The decision sets up an election-year clash over the controversial plan that many Republicans have likened to “amnesty.”
The justices said Tuesday they will consider undoing lower court rulings that blocked the plan from taking effect. The Obama administration had appealed to the Supreme Court last fall.
The decision to review the case may be welcome on both sides of the aisle. Republican Sen. Orrin Hatch, of Utah, issued a statement praising the court for taking it on – and urging the justices to rule against the administration.
"President Obama’s executive action is an affront to our system of republican self-government,” Hatch said. "The Constitution vests legislative authority in Congress, not the President. With his actions, President Obama has attempted to bypass the constitutionally ordained legislative process and rewrite the law unilaterally.”

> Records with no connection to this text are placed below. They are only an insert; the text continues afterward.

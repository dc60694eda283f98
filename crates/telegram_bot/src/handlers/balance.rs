use engine::parse_amount;
use teloxide::prelude::*;

use super::{
    HandlerResult, delete_message, delete_working_message, prompt, send_html, show_month_screen,
};
use crate::{ConfigParameters, ui};

/// Typed starting balance; zero is accepted, negatives are not.
pub(super) async fn received(
    bot: &Bot,
    msg: &Message,
    cfg: &ConfigParameters,
    text: &str,
) -> HandlerResult {
    let chat_id = msg.chat.id;
    delete_message(bot, chat_id, msg.id).await;

    let Ok(balance) = parse_amount(text) else {
        return prompt(bot, chat_id, cfg, ui::BAD_BALANCE_TEXT, None).await;
    };

    cfg.ledger.set_balance(balance.to_major()).await?;
    tracing::info!(%balance, "starting balance set");

    delete_working_message(bot, chat_id, cfg).await;
    send_html(
        bot,
        chat_id,
        format!("✅ Баланс установлен: <b>{}</b> ₽", balance.format_number()),
    )
    .await?;
    show_month_screen(bot, chat_id, cfg).await
}
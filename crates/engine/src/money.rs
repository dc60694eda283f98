use std::fmt;

use crate::EngineError;

/// Signed money amount represented as **integer kopecks**.
///
/// The ledger speaks JSON floats in roubles; everything inside the bot keeps
/// amounts as kopecks to avoid floating-point drift while formatting.
///
/// # Examples
///
/// ```rust
/// use engine::MoneyCents;
///
/// let amount = MoneyCents::new(150_000);
/// assert_eq!(amount.cents(), 150_000);
/// assert_eq!(amount.to_string(), "1 500.00 ₽");
/// assert_eq!(amount.format_whole(), "1 500 ₽");
/// ```
#[derive(Clone, Copy, Debug, Default, PartialEq, Eq, PartialOrd, Ord, Hash)]
#[repr(transparent)]
pub struct MoneyCents(i64);

impl MoneyCents {
    pub const ZERO: MoneyCents = MoneyCents(0);

    /// Creates a new amount from integer kopecks.
    #[must_use]
    pub const fn new(cents: i64) -> Self {
        Self(cents)
    }

    /// Returns the raw value in kopecks.
    #[must_use]
    pub const fn cents(self) -> i64 {
        self.0
    }

    /// Returns `true` if the amount is positive.
    #[must_use]
    pub const fn is_positive(self) -> bool {
        self.0 > 0
    }

    /// Returns `true` if the amount is negative.
    #[must_use]
    pub const fn is_negative(self) -> bool {
        self.0 < 0
    }

    /// Builds an amount from a value in roubles, rounding to the nearest kopeck.
    pub fn from_major(value: f64) -> Result<Self, EngineError> {
        let cents = (value * 100.0).round();
        if !cents.is_finite() || cents.abs() >= i64::MAX as f64 {
            return Err(EngineError::InvalidAmount(format!("{value} is out of range")));
        }
        Ok(Self(cents as i64))
    }

    /// Value in roubles, as the ledger expects it on the wire.
    #[must_use]
    pub fn to_major(self) -> f64 {
        self.0 as f64 / 100.0
    }

    /// Whole roubles with grouped thousands, e.g. `1 500 ₽`.
    ///
    /// Half a rouble rounds away from zero.
    #[must_use]
    pub fn format_whole(self) -> String {
        let sign = if self.0 < 0 { "-" } else { "" };
        let roubles = (self.0.unsigned_abs() + 50) / 100;
        format!("{sign}{} ₽", group_thousands(roubles))
    }

    /// Grouped amount with kopecks and no currency sign, e.g. `1 500.00`.
    #[must_use]
    pub fn format_number(self) -> String {
        let sign = if self.0 < 0 { "-" } else { "" };
        let abs = self.0.unsigned_abs();
        format!("{sign}{}.{:02}", group_thousands(abs / 100), abs % 100)
    }
}

impl fmt::Display for MoneyCents {
    fn fmt(&self, f: &mut fmt::Formatter<'_>) -> fmt::Result {
        write!(f, "{} ₽", self.format_number())
    }
}

impl From<i64> for MoneyCents {
    fn from(value: i64) -> Self {
        Self(value)
    }
}

impl From<MoneyCents> for i64 {
    fn from(value: MoneyCents) -> Self {
        value.0
    }
}

/// Groups digits by three with a plain space: `1234567` -> `1 234 567`.
fn group_thousands(value: u64) -> String {
    let digits = value.to_string();
    let mut out = String::with_capacity(digits.len() + digits.len() / 3);
    for (idx, ch) in digits.chars().enumerate() {
        if idx > 0 && (digits.len() - idx) % 3 == 0 {
            out.push(' ');
        }
        out.push(ch);
    }
    out
}
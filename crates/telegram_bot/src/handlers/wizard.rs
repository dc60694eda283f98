//! Step-by-step entry: type, category, subcategory, amount, comment.

use engine::{Draft, EntryKind, catalog, parse_amount};
use teloxide::{prelude::*, types::MessageId};

use super::{
    Alert, HandlerResult, delete_message, delete_working_message, edit_or_send, prompt,
    show_month_screen,
};
use crate::{
    ConfigParameters,
    api::new_transaction,
    phrases,
    state::{Step, WizardDraft},
    ui,
};

pub(super) async fn choose_type(
    bot: &Bot,
    chat_id: ChatId,
    message_id: MessageId,
    cfg: &ConfigParameters,
    kind: EntryKind,
) -> HandlerResult<Alert> {
    let kb = match kind {
        EntryKind::Expense => ui::expense_categories(),
        EntryKind::Income => ui::income_categories(),
    };
    let shown = edit_or_send(bot, chat_id, message_id, phrases::category_prompt(kind), Some(kb))
        .await?;

    cfg.sessions
        .update(chat_id, |s| {
            s.wizard = Some(WizardDraft::new(kind));
            s.working_message = Some(shown);
            s.step = match kind {
                EntryKind::Expense => Step::ExpenseCategory,
                EntryKind::Income => Step::IncomeCategory,
            };
        })
        .await;
    Ok(None)
}

pub(super) async fn expense_category(
    bot: &Bot,
    chat_id: ChatId,
    message_id: MessageId,
    cfg: &ConfigParameters,
    idx: usize,
) -> HandlerResult<Alert> {
    let Some(category) = catalog::expense_category(idx) else {
        return Ok(None);
    };

    let shown = edit_or_send(
        bot,
        chat_id,
        message_id,
        phrases::subcategory_prompt(category),
        Some(ui::expense_subcategories(category)),
    )
    .await?;

    cfg.sessions
        .update(chat_id, |s| {
            let wizard = s
                .wizard
                .get_or_insert_with(|| WizardDraft::new(EntryKind::Expense));
            wizard.kind = EntryKind::Expense;
            wizard.category = Some(category.to_string());
            wizard.subcategory.clear();
            s.working_message = Some(shown);
            s.step = Step::ExpenseSubcategory;
        })
        .await;
    Ok(None)
}

pub(super) async fn expense_subcategory(
    bot: &Bot,
    chat_id: ChatId,
    message_id: MessageId,
    cfg: &ConfigParameters,
    idx: usize,
) -> HandlerResult<Alert> {
    let session = cfg.sessions.get(chat_id).await;
    let Some(category) = session.wizard.and_then(|w| w.category) else {
        delete_message(bot, chat_id, message_id).await;
        show_month_screen(bot, chat_id, cfg).await?;
        return Ok(None);
    };
    let Some(subcategory) = catalog::subcategory(&category, idx) else {
        return Ok(None);
    };

    ask_amount(bot, chat_id, message_id, cfg, EntryKind::Expense, subcategory).await
}

pub(super) async fn income_category(
    bot: &Bot,
    chat_id: ChatId,
    message_id: MessageId,
    cfg: &ConfigParameters,
    idx: usize,
) -> HandlerResult<Alert> {
    let Some(category) = catalog::income_category(idx) else {
        return Ok(None);
    };
    cfg.sessions
        .update(chat_id, |s| {
            let mut wizard = WizardDraft::new(EntryKind::Income);
            wizard.category = Some(category.to_string());
            s.wizard = Some(wizard);
        })
        .await;

    ask_amount(bot, chat_id, message_id, cfg, EntryKind::Income, "").await
}

async fn ask_amount(
    bot: &Bot,
    chat_id: ChatId,
    message_id: MessageId,
    cfg: &ConfigParameters,
    kind: EntryKind,
    subcategory: &str,
) -> HandlerResult<Alert> {
    let shown = edit_or_send(bot, chat_id, message_id, phrases::amount_prompt(kind), None).await?;
    cfg.sessions
        .update(chat_id, |s| {
            if let Some(wizard) = &mut s.wizard {
                wizard.subcategory = subcategory.to_string();
            }
            s.working_message = Some(shown);
            s.step = Step::Amount;
        })
        .await;
    Ok(None)
}

pub(super) async fn amount_received(
    bot: &Bot,
    msg: &Message,
    cfg: &ConfigParameters,
    text: &str,
) -> HandlerResult {
    let chat_id = msg.chat.id;
    delete_message(bot, chat_id, msg.id).await;

    let amount = match parse_amount(text) {
        Ok(amount) if amount.is_positive() => amount,
        _ => return prompt(bot, chat_id, cfg, ui::BAD_AMOUNT_TEXT, None).await,
    };

    let session = cfg
        .sessions
        .update(chat_id, |s| {
            if let Some(wizard) = &mut s.wizard {
                wizard.amount = Some(amount);
                s.step = Step::Comment;
            }
        })
        .await;
    let Some(wizard) = session.wizard else {
        delete_working_message(bot, chat_id, cfg).await;
        return show_month_screen(bot, chat_id, cfg).await;
    };

    prompt(
        bot,
        chat_id,
        cfg,
        phrases::comment_prompt(wizard.kind),
        Some(ui::skip_comment()),
    )
    .await
}

pub(super) async fn comment_skip(
    bot: &Bot,
    chat_id: ChatId,
    cfg: &ConfigParameters,
) -> HandlerResult<Alert> {
    save_and_finish(bot, chat_id, cfg, String::new()).await?;
    Ok(None)
}

pub(super) async fn comment_received(
    bot: &Bot,
    msg: &Message,
    cfg: &ConfigParameters,
    text: &str,
) -> HandlerResult {
    delete_message(bot, msg.chat.id, msg.id).await;
    save_and_finish(bot, msg.chat.id, cfg, text.trim().to_string()).await
}

async fn save_and_finish(
    bot: &Bot,
    chat_id: ChatId,
    cfg: &ConfigParameters,
    comment: String,
) -> HandlerResult {
    delete_working_message(bot, chat_id, cfg).await;

    let session = cfg.sessions.get(chat_id).await;
    let draft = session.wizard.and_then(|wizard| {
        Some(Draft {
            kind: wizard.kind,
            amount: wizard.amount?,
            category: wizard.category?,
            subcategory: wizard.subcategory,
            comment,
        })
    });
    let Some(draft) = draft else {
        return show_month_screen(bot, chat_id, cfg).await;
    };

    cfg.ledger.add_transaction(new_transaction(&draft)).await?;
    tracing::info!(category = %draft.category, amount = %draft.amount, "entry saved");
    cfg.sessions.update(chat_id, |s| s.wizard = None).await;

    let header = phrases::saved_header(draft.kind);
    bot.send_message(chat_id, ui::saved_text(header, &draft))
        .await?;
    show_month_screen(bot, chat_id, cfg).await
}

The White House voiced confidence their policies would be upheld.
"Like millions of families across this country – immigrants who want to be held accountable, to work on the books, to pay taxes, and to contribute to our society openly and honestly – we are pleased that the Supreme Court has decided to review the immigration case,” spokeswoman Brandi Hoffine said in a statement.

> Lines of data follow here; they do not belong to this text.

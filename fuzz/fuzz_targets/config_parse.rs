#![no_main]

use std::path::Path;

use libfuzzer_sys::fuzz_target;
use modship::config::ModshipConfig;
use modship::engine::Project;

fuzz_target!(|data: &[u8]| {
    let Ok(text) = std::str::from_utf8(data) else {
        return;
    };
    let Ok(config) = toml::from_str::<ModshipConfig>(text) else {
        return;
    };

    // A config that parses either builds an acyclic project or is rejected.
    if let Ok(project) = Project::from_config(Path::new("/fuzz"), config) {
        let levels = project
            .plan(modship::graph::Stages::RELEASE)
            .expect("release graph is acyclic");
        let total: usize = levels.iter().map(Vec::len).sum();
        assert_eq!(total, project.graph(modship::graph::Stages::RELEASE).len());
    }
});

The case probably will be argued in April and decided by late June, about a month before both parties' presidential nominating conventions. The issue of illegal immigration has taken a center-stage role in the Republican primary battle, as Donald Trump calls for a wall between the U.S. and Mexico and candidates spar over who is toughest on the issue.
The immigrants who would benefit from the Obama administration's plan are mainly the parents of U.S. citizens and lawful permanent residents.

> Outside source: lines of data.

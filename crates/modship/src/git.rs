use std::env;
use std::path::Path;
use std::process::Command;

/// Current `HEAD` commit of the checkout at `repo_root`, if it is one.
pub fn head_commit(repo_root: &Path) -> Option<String> {
    let output = Command::new(git_program())
        .arg("rev-parse")
        .arg("HEAD")
        .current_dir(repo_root)
        .output()
        .ok()?;

    if !output.status.success() {
        return None;
    }

    let sha = String::from_utf8_lossy(&output.stdout).trim().to_string();
    (!sha.is_empty()).then_some(sha)
}

fn git_program() -> String {
    env::var("MODSHIP_GIT_BIN").unwrap_or_else(|_| "git".to_string())
}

But more than two-dozen mostly Republican-led states challenged Obama’s executive actions after they were rolled out in 2014, and the plan has been tied up in litigation ever since.
Critics say the plan is unconstitutional. Shortly before the administration took the case to the Supreme Court, the 5th U.S. Circuit Court of Appeals ruled in favor of the states in early November.
Solicitor General Donald Verrilli Jr. later said in a court filing that allowing those rulings to stand would force millions of people "to continue to work off the books, without the option of lawful employment to provide for their families."
At issue is the Deferred Action for Parents of Americans program, which Obama said would allow people who have been in the United States more than five years and who have children who are in the country legally to "come out of the shadows and get right with the law."
Texas is leading 26 states in challenging the immigration plan.
The Associated Press contributed to this report.